Cipla is a global pharmaceutical company with more than 1,500 products across various therapeutic areas. With a strong presence in HIV, the company holds several MPP sub-licences for key antiretrovirals, including dolutegravir and tenofovir alafenamide. "We are pleased to once again work with the MPP to bring new classes of drugs to people who need them the most in developing countries," said Dr. Jaideep Gogtay, Chief Medical Officer of Cipla. "Pan-genotypic daclatasvir regimens are crucial in resource-limited countries where access to genotype testing is limited."
"It has been a pleasure working with the Medicines Patent Pool that has recently included hepatitis C into its focus areas. This licence will help us distribute daclatasvir to low- and middle-income countries at affordable prices," said Vik Thapar, Head of Strategy, Emcure, one of the first generic companies to sign a licence with MPP for HIV antiretrovirals in 2012.

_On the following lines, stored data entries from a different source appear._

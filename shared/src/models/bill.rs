//! Bill Model (closed table)

use serde::{Deserialize, Serialize};

use super::running_table::TableLine;

/// Paid flag, stored as "yes" / "no"
#[derive(Debug, Clone, Copy, PartialEq, Eq, Hash, Serialize, Deserialize)]
#[serde(rename_all = "lowercase")]
pub enum PaidFlag {
    Yes,
    No,
}

/// Bill (`bills`), never deleted
#[derive(Debug, Clone, PartialEq, Serialize, Deserialize)]
#[serde(rename_all = "camelCase")]
pub struct Bill {
    pub table: String,
    pub items: Vec<TableLine>,
    pub ac_charge: f64,
    pub gst_amount: f64,
    pub total: f64,
    pub created_at: i64,
    #[serde(default, skip_serializing_if = "Option::is_none")]
    pub updated_at: Option<i64>,
    pub paid: PaidFlag,
    pub closed_at: i64,
    #[serde(default, skip_serializing_if = "Option::is_none")]
    pub paid_at: Option<i64>,
}

impl Bill {
    pub fn is_paid(&self) -> bool {
        self.paid == PaidFlag::Yes
    }
}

Hetero, one of India's leading generic pharmaceutical companies, also signed an MPP licence agreement to produce daclatasvir. "Hetero is pleased to enter in the licensing agreement with MPP to produce daclatasvir for low- and middle-income countries," said Bhavesh Shah, Director, International Marketing for the company. "The MPP has been a valued partner in our work to develop MPP-licensed HIV medicines and we welcome the opportunity to work on improving the standard of care and treatment for hepatitis C."
Daclatasvir, discovered and developed by Bristol-Myers Squibb, is the first-in-class NS5A inhibitor used in combination with sofosbuvir for the treatment of patients with chronic hepatitis C virus (HCV) genotype 3 infection. Compared to other treatment options, this combination not only increases the cure rate, but is also regarded as a valuable treatment option in some of the difficult-to-treat HCV patient subsets.